ACTION ITEM => In the data below, find every line with the word "static" and copy it out.

START PROVIDED DATA

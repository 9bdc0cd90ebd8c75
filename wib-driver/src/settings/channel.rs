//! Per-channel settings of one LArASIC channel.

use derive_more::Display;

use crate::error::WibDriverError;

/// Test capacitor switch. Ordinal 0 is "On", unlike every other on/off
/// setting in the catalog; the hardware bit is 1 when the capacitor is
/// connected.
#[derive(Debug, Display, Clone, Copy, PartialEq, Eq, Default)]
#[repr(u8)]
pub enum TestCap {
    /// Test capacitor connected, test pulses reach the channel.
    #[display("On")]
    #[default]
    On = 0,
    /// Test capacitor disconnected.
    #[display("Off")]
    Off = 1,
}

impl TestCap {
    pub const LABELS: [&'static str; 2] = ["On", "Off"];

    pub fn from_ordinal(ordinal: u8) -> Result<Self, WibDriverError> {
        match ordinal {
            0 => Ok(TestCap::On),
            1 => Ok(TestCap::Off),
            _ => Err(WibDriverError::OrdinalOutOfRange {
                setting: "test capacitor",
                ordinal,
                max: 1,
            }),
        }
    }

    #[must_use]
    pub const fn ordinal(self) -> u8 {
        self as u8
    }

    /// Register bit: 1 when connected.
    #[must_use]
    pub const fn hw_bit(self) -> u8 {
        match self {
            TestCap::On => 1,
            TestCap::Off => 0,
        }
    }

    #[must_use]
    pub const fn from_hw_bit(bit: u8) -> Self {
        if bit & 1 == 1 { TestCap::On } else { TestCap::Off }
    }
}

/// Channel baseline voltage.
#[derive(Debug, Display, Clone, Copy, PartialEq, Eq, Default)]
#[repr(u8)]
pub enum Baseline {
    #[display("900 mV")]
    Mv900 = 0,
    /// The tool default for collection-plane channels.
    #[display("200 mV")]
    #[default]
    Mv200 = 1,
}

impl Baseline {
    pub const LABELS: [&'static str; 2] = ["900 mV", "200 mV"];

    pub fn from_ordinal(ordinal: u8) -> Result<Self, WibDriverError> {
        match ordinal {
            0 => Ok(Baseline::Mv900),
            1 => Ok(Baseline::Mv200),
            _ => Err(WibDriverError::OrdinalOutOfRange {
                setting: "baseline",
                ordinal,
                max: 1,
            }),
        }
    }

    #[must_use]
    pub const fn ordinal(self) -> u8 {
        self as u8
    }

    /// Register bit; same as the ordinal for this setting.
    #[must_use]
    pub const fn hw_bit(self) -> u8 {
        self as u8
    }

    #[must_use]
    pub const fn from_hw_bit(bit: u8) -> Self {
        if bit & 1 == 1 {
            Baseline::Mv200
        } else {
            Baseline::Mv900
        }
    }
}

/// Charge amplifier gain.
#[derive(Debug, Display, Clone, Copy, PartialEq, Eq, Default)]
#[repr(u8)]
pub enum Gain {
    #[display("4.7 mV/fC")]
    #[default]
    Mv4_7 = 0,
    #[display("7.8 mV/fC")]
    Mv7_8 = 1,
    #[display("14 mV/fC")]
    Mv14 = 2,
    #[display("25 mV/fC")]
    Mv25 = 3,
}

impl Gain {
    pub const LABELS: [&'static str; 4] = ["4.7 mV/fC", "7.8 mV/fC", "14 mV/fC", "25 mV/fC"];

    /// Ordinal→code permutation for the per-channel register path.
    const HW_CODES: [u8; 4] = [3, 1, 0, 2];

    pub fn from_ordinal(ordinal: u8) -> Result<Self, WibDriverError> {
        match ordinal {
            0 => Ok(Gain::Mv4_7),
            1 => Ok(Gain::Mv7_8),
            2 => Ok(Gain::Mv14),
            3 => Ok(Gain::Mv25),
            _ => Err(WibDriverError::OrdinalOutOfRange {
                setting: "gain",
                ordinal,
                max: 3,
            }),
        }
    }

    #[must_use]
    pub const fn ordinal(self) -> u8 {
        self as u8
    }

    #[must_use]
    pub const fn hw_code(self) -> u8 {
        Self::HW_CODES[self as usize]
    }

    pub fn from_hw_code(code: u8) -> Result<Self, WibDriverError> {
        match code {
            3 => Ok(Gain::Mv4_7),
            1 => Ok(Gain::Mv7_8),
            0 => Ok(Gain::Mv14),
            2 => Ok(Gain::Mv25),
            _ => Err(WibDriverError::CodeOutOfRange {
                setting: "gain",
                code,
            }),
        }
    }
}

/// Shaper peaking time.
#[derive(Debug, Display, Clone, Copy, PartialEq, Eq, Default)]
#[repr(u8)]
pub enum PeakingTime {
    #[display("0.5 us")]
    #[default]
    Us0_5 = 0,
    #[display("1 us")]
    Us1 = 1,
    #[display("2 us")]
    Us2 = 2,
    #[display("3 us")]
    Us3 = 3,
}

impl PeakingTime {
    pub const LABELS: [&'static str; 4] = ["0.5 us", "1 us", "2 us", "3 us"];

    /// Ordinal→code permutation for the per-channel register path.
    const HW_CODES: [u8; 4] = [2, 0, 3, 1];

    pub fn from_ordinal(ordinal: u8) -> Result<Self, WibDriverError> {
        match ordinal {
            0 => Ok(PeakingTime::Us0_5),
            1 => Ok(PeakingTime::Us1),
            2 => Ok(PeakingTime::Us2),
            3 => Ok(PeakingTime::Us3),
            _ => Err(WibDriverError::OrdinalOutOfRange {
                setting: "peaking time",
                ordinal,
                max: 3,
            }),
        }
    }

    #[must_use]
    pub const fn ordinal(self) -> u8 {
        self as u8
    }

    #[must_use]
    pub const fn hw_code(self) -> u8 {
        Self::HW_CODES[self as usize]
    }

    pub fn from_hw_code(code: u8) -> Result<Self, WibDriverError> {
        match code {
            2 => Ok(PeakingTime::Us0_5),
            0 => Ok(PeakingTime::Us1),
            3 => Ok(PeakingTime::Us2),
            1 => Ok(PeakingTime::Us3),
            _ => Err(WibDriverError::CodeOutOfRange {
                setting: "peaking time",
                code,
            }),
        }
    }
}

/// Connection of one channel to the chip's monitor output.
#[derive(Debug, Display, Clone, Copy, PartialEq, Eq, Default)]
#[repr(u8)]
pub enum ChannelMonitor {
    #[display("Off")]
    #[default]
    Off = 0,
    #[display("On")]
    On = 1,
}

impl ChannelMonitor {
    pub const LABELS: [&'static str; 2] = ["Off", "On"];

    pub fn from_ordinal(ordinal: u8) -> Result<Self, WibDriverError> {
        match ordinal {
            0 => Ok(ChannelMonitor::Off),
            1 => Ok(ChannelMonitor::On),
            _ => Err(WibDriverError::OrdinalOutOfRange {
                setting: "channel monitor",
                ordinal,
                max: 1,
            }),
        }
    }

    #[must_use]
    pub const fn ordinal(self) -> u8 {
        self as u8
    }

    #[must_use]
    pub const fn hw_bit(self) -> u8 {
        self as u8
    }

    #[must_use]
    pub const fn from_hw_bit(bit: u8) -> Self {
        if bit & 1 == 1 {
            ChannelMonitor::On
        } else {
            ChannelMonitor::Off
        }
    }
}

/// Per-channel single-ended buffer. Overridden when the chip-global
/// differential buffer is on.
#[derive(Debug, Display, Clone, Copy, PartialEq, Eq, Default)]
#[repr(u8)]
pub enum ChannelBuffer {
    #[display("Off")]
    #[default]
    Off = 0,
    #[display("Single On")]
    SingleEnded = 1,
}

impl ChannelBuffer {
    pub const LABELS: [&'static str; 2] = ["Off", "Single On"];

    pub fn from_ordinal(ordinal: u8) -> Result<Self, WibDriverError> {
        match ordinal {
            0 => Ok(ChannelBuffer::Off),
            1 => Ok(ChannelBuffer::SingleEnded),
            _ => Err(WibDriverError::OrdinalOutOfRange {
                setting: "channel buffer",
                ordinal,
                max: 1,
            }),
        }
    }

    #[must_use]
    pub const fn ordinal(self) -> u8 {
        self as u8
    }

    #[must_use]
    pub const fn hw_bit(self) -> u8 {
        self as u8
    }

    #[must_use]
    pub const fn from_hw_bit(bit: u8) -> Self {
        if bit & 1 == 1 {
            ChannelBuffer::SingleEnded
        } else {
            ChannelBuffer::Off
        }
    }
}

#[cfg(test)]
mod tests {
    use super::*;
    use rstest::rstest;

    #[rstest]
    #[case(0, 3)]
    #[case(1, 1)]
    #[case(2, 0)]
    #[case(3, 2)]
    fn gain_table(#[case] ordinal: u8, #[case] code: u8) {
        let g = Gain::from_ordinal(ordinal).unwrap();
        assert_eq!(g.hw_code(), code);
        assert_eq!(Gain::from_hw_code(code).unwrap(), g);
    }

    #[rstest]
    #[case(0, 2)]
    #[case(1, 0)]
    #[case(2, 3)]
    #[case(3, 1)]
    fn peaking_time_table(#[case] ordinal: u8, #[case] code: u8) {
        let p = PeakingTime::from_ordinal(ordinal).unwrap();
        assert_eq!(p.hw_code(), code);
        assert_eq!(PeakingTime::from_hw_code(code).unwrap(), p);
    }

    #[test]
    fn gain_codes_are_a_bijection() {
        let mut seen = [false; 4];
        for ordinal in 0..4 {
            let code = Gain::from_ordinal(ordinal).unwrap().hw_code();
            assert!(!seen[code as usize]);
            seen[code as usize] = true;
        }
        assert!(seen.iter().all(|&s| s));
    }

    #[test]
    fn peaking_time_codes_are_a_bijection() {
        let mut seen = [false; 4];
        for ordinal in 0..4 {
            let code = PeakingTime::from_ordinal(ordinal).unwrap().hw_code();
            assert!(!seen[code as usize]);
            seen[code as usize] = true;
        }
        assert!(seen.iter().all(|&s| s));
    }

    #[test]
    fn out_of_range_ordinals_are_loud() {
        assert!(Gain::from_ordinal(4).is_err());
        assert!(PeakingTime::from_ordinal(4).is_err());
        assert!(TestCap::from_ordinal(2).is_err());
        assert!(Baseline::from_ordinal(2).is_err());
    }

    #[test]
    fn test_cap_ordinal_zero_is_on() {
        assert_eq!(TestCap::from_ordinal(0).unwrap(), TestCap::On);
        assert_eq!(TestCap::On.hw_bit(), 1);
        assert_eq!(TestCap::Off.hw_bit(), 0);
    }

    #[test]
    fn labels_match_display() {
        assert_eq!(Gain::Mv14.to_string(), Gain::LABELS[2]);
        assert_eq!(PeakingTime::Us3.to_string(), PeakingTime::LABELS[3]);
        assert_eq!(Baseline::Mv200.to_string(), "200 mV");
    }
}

END PROVIDED DATA

TASK RESPONSE =>
    pub const LABELS: [&'static str; 2] = ["On", "Off"];
    pub const LABELS: [&'static str; 2] = ["900 mV", "200 mV"];
    pub const LABELS: [&'static str; 4] = ["4.7 mV/fC", "7.8 mV/fC", "14 mV/fC", "25 mV/fC"];
    pub const LABELS: [&'static str; 4] = ["0.5 us", "1 us", "2 us", "3 us"];
    pub const LABELS: [&'static str; 2] = ["Off", "On"];
    pub const LABELS: [&'static str; 2] = ["Off", "Single On"];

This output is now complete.